[Collected data entries]
........
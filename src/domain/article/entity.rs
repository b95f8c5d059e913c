// src/domain/article/entity.rs
use crate::domain::article::value_objects::{ArticleId, ArticleName, Material};
use crate::domain::errors::{DomainError, DomainResult};
use serde::{Deserialize, Serialize};

/// One material entry in an article's cost breakdown. `material` acts as the
/// de-facto key within the parent's item list.
#[derive(Debug, Clone, PartialEq, Serialize, Deserialize)]
pub struct LineItem {
    pub material: Material,
    pub quantity: f64,
    pub unit: String,
    pub cost: f64,
}

impl LineItem {
    pub fn new(
        material: Material,
        quantity: f64,
        unit: impl Into<String>,
        cost: f64,
    ) -> DomainResult<Self> {
        let unit = unit.into();
        if unit.trim().is_empty() {
            return Err(DomainError::Validation("unit cannot be empty".into()));
        }
        Ok(Self {
            material,
            quantity,
            unit,
            cost,
        })
    }
}

/// Sum of line-item costs. IEEE double addition, no rounding rules.
pub fn total_cost(items: &[LineItem]) -> f64 {
    items.iter().map(|item| item.cost).sum()
}

/// The (article_type, article_name) pair all lookup, delete and mutation
/// routes address articles by.
#[derive(Debug, Clone, PartialEq, Eq)]
pub struct ArticleKey {
    pub article_type: i64,
    pub article_name: ArticleName,
}

#[derive(Debug, Clone)]
pub struct Article {
    pub id: ArticleId,
    pub name: ArticleName,
    pub article_type: i64,
    pub items: Vec<LineItem>,
    pub total_cost: f64,
}

/// Replacement values for a single line item addressed by its material.
#[derive(Debug, Clone)]
pub struct LineItemPatch {
    pub new_material: Option<Material>,
    pub quantity: f64,
    pub unit: String,
    pub cost: f64,
}

impl Article {
    /// Remove the line item whose material matches. Errors when no entry
    /// carries that material; the item list is left untouched in that case.
    pub fn remove_line_item(&mut self, material: &str) -> DomainResult<()> {
        let before = self.items.len();
        self.items.retain(|item| item.material.as_str() != material);
        if self.items.len() == before {
            return Err(DomainError::NotFound(format!(
                "material '{material}' not present in article"
            )));
        }
        self.total_cost = total_cost(&self.items);
        Ok(())
    }

    /// Replace the fields of the line item addressed by `material` in place.
    /// The material itself is renamed only when the patch carries a new one.
    pub fn update_line_item(&mut self, material: &str, patch: LineItemPatch) -> DomainResult<()> {
        if patch.unit.trim().is_empty() {
            return Err(DomainError::Validation("unit cannot be empty".into()));
        }

        let entry = self
            .items
            .iter_mut()
            .find(|item| item.material.as_str() == material)
            .ok_or_else(|| {
                DomainError::NotFound(format!("material '{material}' not present in article"))
            })?;

        if let Some(new_material) = patch.new_material {
            entry.material = new_material;
        }
        entry.quantity = patch.quantity;
        entry.unit = patch.unit;
        entry.cost = patch.cost;

        self.total_cost = total_cost(&self.items);
        Ok(())
    }

    /// Upsert-by-material: for each incoming item, drop any existing entry
    /// with the same material, then append the incoming one. Replaced entries
    /// therefore move to the end of the list, in incoming order.
    pub fn upsert_line_items(&mut self, incoming: Vec<LineItem>) {
        for item in incoming {
            self.items
                .retain(|existing| existing.material != item.material);
            self.items.push(item);
        }
        self.total_cost = total_cost(&self.items);
    }
}

#[derive(Debug, Clone)]
pub struct NewArticle {
    pub name: ArticleName,
    pub article_type: i64,
    pub items: Vec<LineItem>,
    pub total_cost: f64,
}

impl NewArticle {
    /// Build a new article, deriving `total_cost` from the items. Callers
    /// never supply the aggregate directly.
    pub fn new(name: ArticleName, article_type: i64, items: Vec<LineItem>) -> Self {
        let total = total_cost(&items);
        Self {
            name,
            article_type,
            items,
            total_cost: total,
        }
    }
}

#[cfg(test)]
mod tests {
    use super::*;

    fn item(material: &str, cost: f64) -> LineItem {
        LineItem::new(Material::new(material).unwrap(), 1.0, "kg", cost).unwrap()
    }

    fn sample_article() -> Article {
        Article {
            id: ArticleId::new(1).unwrap(),
            name: ArticleName::new("Chair").unwrap(),
            article_type: 1,
            items: vec![item("Wood", 10.0), item("Screws", 2.0)],
            total_cost: 12.0,
        }
    }

    #[test]
    fn total_cost_sums_item_costs() {
        let items = vec![item("Wood", 10.0), item("Screws", 2.0)];
        assert_eq!(total_cost(&items), 12.0);
        assert_eq!(total_cost(&[]), 0.0);
    }

    #[test]
    fn new_article_derives_total() {
        let article = NewArticle::new(
            ArticleName::new("Chair").unwrap(),
            1,
            vec![item("Wood", 10.0), item("Screws", 2.0)],
        );
        assert_eq!(article.total_cost, 12.0);
    }

    #[test]
    fn remove_line_item_recomputes_total() {
        let mut article = sample_article();
        article.remove_line_item("Wood").unwrap();
        assert_eq!(article.items.len(), 1);
        assert_eq!(article.total_cost, 2.0);
    }

    #[test]
    fn remove_unknown_material_is_not_found() {
        let mut article = sample_article();
        let err = article.remove_line_item("Glue").unwrap_err();
        assert!(matches!(err, DomainError::NotFound(_)));
        assert_eq!(article.items.len(), 2);
    }

    #[test]
    fn update_line_item_replaces_fields_and_recomputes() {
        let mut article = sample_article();
        article
            .update_line_item(
                "Wood",
                LineItemPatch {
                    new_material: Some(Material::new("Oak").unwrap()),
                    quantity: 3.0,
                    unit: "kg".into(),
                    cost: 15.0,
                },
            )
            .unwrap();

        let entry = &article.items[0];
        assert_eq!(entry.material.as_str(), "Oak");
        assert_eq!(entry.quantity, 3.0);
        assert_eq!(entry.cost, 15.0);
        assert_eq!(article.total_cost, 17.0);
    }

    #[test]
    fn update_keeps_material_when_no_rename_given() {
        let mut article = sample_article();
        article
            .update_line_item(
                "Screws",
                LineItemPatch {
                    new_material: None,
                    quantity: 8.0,
                    unit: "pcs".into(),
                    cost: 4.0,
                },
            )
            .unwrap();
        assert_eq!(article.items[1].material.as_str(), "Screws");
        assert_eq!(article.total_cost, 14.0);
    }

    #[test]
    fn upsert_replaces_matching_material_at_end() {
        let mut article = sample_article();
        article.upsert_line_items(vec![item("Wood", 20.0), item("Glue", 5.0)]);

        let materials: Vec<&str> = article
            .items
            .iter()
            .map(|item| item.material.as_str())
            .collect();
        assert_eq!(materials, vec!["Screws", "Wood", "Glue"]);
        assert_eq!(article.total_cost, 27.0);
    }
}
........
* _Exercise description_
Set down the lines above as they stand, starting with the first line and ending with the line that contains "#[derive(Debug, Clone, PartialEq, Serialize, Deserialize)]".

* _Result below_
filename src/domain/article/entity.rs
repository b95f8c5d059e913c
// src/domain/article/entity.rs
use crate::domain::article::value_objects::{ArticleId, ArticleName, Material};
use crate::domain::errors::{DomainError, DomainResult};
use serde::{Deserialize, Serialize};

/// One material entry in an article's cost breakdown. `material` acts as the
/// de-facto key within the parent's item list.
#[derive(Debug, Clone, PartialEq, Serialize, Deserialize)]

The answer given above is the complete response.